One promising approach is an expansion of school-based “care teams” that serve as the front line response to trauma at each school. Students such as Kaitlyn Stewart, a sophomore at Englewood STEM, speak poignantly about the need — and toll of gun violence on the city’s young. “We want to be in a world full of fun, not a world where we have to watch our back everywhere we go,” Stewart said this fall at a CTU press event outside her school. “We don’t want to be in a world where we live in fear all around us.”

Connecting more children under 5 with high-quality child care and preschool.

There’s an active conversation in Illinois about how to rebuild the state’s early education system — and boost access for young children affordably without bankrupting their parents. Among recent developments are a finance commission roadmap, a new central agency to oversee services for children under 5, and legislative momentum to confront chronic workforce issues. What’s holding Illinois back, advocates say, is the fraction of funding it spends on early education compared to K-12.

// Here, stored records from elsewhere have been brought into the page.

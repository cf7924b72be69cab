//! Per-path status map: flattens backend change records into tree paths.
//!
//! Change records are rooted at the repository; the map is keyed by
//! tree-relative paths. A rename is shown as a deletion of the old path plus
//! an addition of the new one, never as a single badge.

use std::collections::BTreeMap;

use dt_types::{normalize_path, strip_root, ChangeRecord, PathStatus};
use serde::{Deserialize, Serialize};
use tracing::debug;

/// Mapping from tree-relative path to display status.
#[derive(Clone, Debug, Default, PartialEq, Eq, Serialize, Deserialize)]
#[serde(transparent)]
pub struct StatusMap {
    entries: BTreeMap<String, PathStatus>,
}

impl StatusMap {
    /// Create an empty status map.
    pub fn new() -> Self {
        Self::default()
    }

    /// Status recorded for `path`, if any.
    pub fn get(&self, path: &str) -> Option<PathStatus> {
        self.entries.get(path).copied()
    }

    pub fn contains(&self, path: &str) -> bool {
        self.entries.contains_key(path)
    }

    /// Record `status` for `path`, returning the status it replaced.
    pub fn insert(&mut self, path: impl Into<String>, status: PathStatus) -> Option<PathStatus> {
        self.entries.insert(path.into(), status)
    }

    pub fn len(&self) -> usize {
        self.entries.len()
    }

    pub fn is_empty(&self) -> bool {
        self.entries.is_empty()
    }

    /// Entries in path order.
    pub fn iter(&self) -> impl Iterator<Item = (&str, PathStatus)> {
        self.entries.iter().map(|(p, s)| (p.as_str(), *s))
    }

    /// Number of paths carrying `status`.
    pub fn count(&self, status: PathStatus) -> usize {
        self.entries.values().filter(|s| **s == status).count()
    }
}

impl FromIterator<(String, PathStatus)> for StatusMap {
    fn from_iter<I: IntoIterator<Item = (String, PathStatus)>>(iter: I) -> Self {
        Self {
            entries: iter.into_iter().collect(),
        }
    }
}

/// Build the per-path status map for a list of change records.
///
/// `root` is stripped from both sides of every record when present. Records
/// with no usable path are skipped. When two records produce the same key the
/// later one wins.
pub fn build_status_map(changes: &[ChangeRecord], root: &str) -> StatusMap {
    let mut map = StatusMap::new();

    for record in changes {
        let old_key = tree_key(record.old_path.as_deref(), root);
        let new_key = tree_key(record.new_path.as_deref(), root);

        let entries: Vec<(String, PathStatus)> = match record.status.as_path_status() {
            None => old_key
                .map(|k| (k, PathStatus::Deleted))
                .into_iter()
                .chain(new_key.map(|k| (k, PathStatus::Added)))
                .collect(),
            Some(status) => new_key.or(old_key).map(|k| (k, status)).into_iter().collect(),
        };

        if entries.is_empty() {
            debug!(status = %record.status, "skipping change record without a path");
            continue;
        }

        for (key, status) in entries {
            if let Some(prev) = map.insert(key.clone(), status) {
                debug!(path = %key, %prev, %status, "status overwritten by later change");
            }
        }
    }

    map
}

/// Tree-relative key for one side of a record; `None` when absent or empty.
fn tree_key(path: Option<&str>, root: &str) -> Option<String> {
    let normalized = normalize_path(path?);
    let key = strip_root(&normalized, root);
    if key.is_empty() {
        None
    } else {
        Some(key.to_string())
    }
}
use std::path::PathBuf;

use clap::{Args, Parser, Subcommand};

#[derive(Parser)]
#[command(
    name = "doctree",
    about = "Git status decoration for documentation file trees",
    version,
)]
pub struct Cli {
    #[command(subcommand)]
    pub command: Command,

    #[arg(short, long, global = true)]
    pub verbose: bool,

    #[arg(long, global = true, default_value = "text")]
    pub format: OutputFormat,

    /// TOML configuration file
    #[arg(long, global = true)]
    pub config: Option<PathBuf>,
}

#[derive(Clone, Debug, clap::ValueEnum)]
pub enum OutputFormat {
    Text,
    Json,
}

#[derive(Subcommand)]
pub enum Command {
    /// Decorate a tree with the status of a change list
    Status(StatusArgs),
    /// Decorate a combined {tree, diffs} document
    LocalDiff(LocalDiffArgs),
    /// Print a documentation directory as a tree document
    Scan(ScanArgs),
    /// Inspect or update persisted sidebar state
    View(ViewArgs),
}

#[derive(Args)]
pub struct StatusArgs {
    /// Tree document (JSON array of nodes)
    #[arg(long)]
    pub tree: PathBuf,
    /// Change list document (JSON array of change records)
    #[arg(long)]
    pub changes: Option<PathBuf>,
    /// Prefix stripped from change paths
    #[arg(long)]
    pub root: Option<String>,
    #[arg(long)]
    pub hide_deleted: bool,
    /// Only show changed files and the folders containing them
    #[arg(long)]
    pub changed_only: bool,
    /// Left commit of a comparison
    #[arg(long, requires = "right")]
    pub left: Option<String>,
    /// Right commit of a comparison
    #[arg(long, requires = "left")]
    pub right: Option<String>,
}

#[derive(Args)]
pub struct LocalDiffArgs {
    #[arg(long)]
    pub input: PathBuf,
    #[arg(long)]
    pub root: Option<String>,
}

#[derive(Args)]
pub struct ScanArgs {
    pub dir: PathBuf,
    /// File extensions to keep (with leading dot); repeatable
    #[arg(long = "ext")]
    pub extensions: Vec<String>,
}

#[derive(Args)]
pub struct ViewArgs {
    /// View state document
    #[arg(long)]
    pub state: PathBuf,
    #[command(subcommand)]
    pub action: Option<ViewAction>,
}

#[derive(Subcommand)]
pub enum ViewAction {
    Show,
    Open { path: String },
    Close { path: String },
    Toggle { path: String },
    Select {
        path: String,
        #[arg(long)]
        tree: PathBuf,
    },
    /// Set the document open in the editor
    Current { path: String },
    Clear,
    ExpandAll {
        path: String,
        #[arg(long)]
        tree: PathBuf,
    },
    CollapseAll {
        path: String,
        #[arg(long)]
        tree: PathBuf,
    },
}

#[cfg(test)]
mod tests {
    use super::*;

    #[test]
    fn parse_status() {
        let cli = Cli::try_parse_from(["doctree", "status", "--tree", "t.json", "--changes", "c.json"]).unwrap();
        if let Command::Status(args) = cli.command {
            assert_eq!(args.tree, PathBuf::from("t.json"));
            assert_eq!(args.changes, Some(PathBuf::from("c.json")));
            assert!(!args.hide_deleted);
            assert!(args.root.is_none());
        } else { panic!("wrong command"); }
    }

    #[test]
    fn parse_status_flags() {
        let cli = Cli::try_parse_from([
            "doctree", "status", "--tree", "t.json", "--root", "", "--hide-deleted", "--changed-only",
        ]).unwrap();
        if let Command::Status(args) = cli.command {
            assert_eq!(args.root, Some(String::new()));
            assert!(args.hide_deleted);
            assert!(args.changed_only);
        } else { panic!("wrong command"); }
    }

    #[test]
    fn parse_status_range_requires_both_sides() {
        assert!(Cli::try_parse_from(["doctree", "status", "--tree", "t", "--left", "a"]).is_err());
        let cli = Cli::try_parse_from(["doctree", "status", "--tree", "t", "--left", "a", "--right", "b"]).unwrap();
        if let Command::Status(args) = cli.command {
            assert_eq!(args.left.as_deref(), Some("a"));
            assert_eq!(args.right.as_deref(), Some("b"));
        } else { panic!("wrong command"); }
    }

    #[test]
    fn parse_local_diff() {
        let cli = Cli::try_parse_from(["doctree", "local-diff", "--input", "bundle.json"]).unwrap();
        assert!(matches!(cli.command, Command::LocalDiff(_)));
    }

    #[test]
    fn parse_scan_extensions() {
        let cli = Cli::try_parse_from(["doctree", "scan", "docs", "--ext", ".md", "--ext", ".rst"]).unwrap();
        if let Command::Scan(args) = cli.command {
            assert_eq!(args.dir, PathBuf::from("docs"));
            assert_eq!(args.extensions, vec![".md", ".rst"]);
        } else { panic!("wrong command"); }
    }

    #[test]
    fn parse_view_expand_all() {
        let cli = Cli::try_parse_from([
            "doctree", "view", "--state", "s.json", "expand-all", "guide", "--tree", "t.json",
        ]).unwrap();
        if let Command::View(args) = cli.command {
            assert!(matches!(args.action, Some(ViewAction::ExpandAll { ref path, .. }) if path == "guide"));
        } else { panic!("wrong command"); }
    }

    #[test]
    fn parse_view_without_action() {
        let cli = Cli::try_parse_from(["doctree", "view", "--state", "s.json"]).unwrap();
        if let Command::View(args) = cli.command {
            assert!(args.action.is_none());
        } else { panic!("wrong command"); }
    }

    #[test]
    fn parse_globals() {
        let cli = Cli::try_parse_from([
            "doctree", "--verbose", "--format", "json", "--config", "dt.toml", "scan", ".",
        ]).unwrap();
        assert!(cli.verbose);
        assert!(matches!(cli.format, OutputFormat::Json));
        assert_eq!(cli.config, Some(PathBuf::from("dt.toml")));
    }
}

2021 seemed like the year that could change, with the advent of the Build Back Better plan, which would steer an estimated $6 billion into Illinois’ early ed system. That bill is now in jeopardy but could still come before the U.S. Senate in January.

Stabilizing Illinois schools in the long term. 

Illinois schools have received more than $7 billion from the federal government in emergency relief from COVID — and the third round of funding is very flexible in terms of how it can be spent. But that money is not a long-term fix for school districts that want to hire staff or keep programs once it runs out. 

It’s budget season, and how much Illinois appropriates for its school funding formula in the upcoming months will be something to watch. The state school board has recommended an increase of $350 million (that’s the base minimum recommended by a bipartisan agreement from 2017) but many policymakers and district leaders argue the state needs to do more to make up for long-standing gaps faced by property-poor districts. 

The experiences of students. 

This school year, Chalkbeat is piloting a Student Voices writing fellowship in three of our bureaus: Chicago, Newark, and Philadelphia. High school students in these communities will be writing First Person essays about their lives and journeys through public school. Chicago’s first installment from Wendell Phillips High School senior Ajibola Elizabeth Junaid poignantly describes what life is like as a new arrival in Chicago’s Englewood neighborhood from Nigeria and the perils and promises of the American dream. Watch out for more from Junaid and our other fellows in 2022 as well as other stories that center the student experience.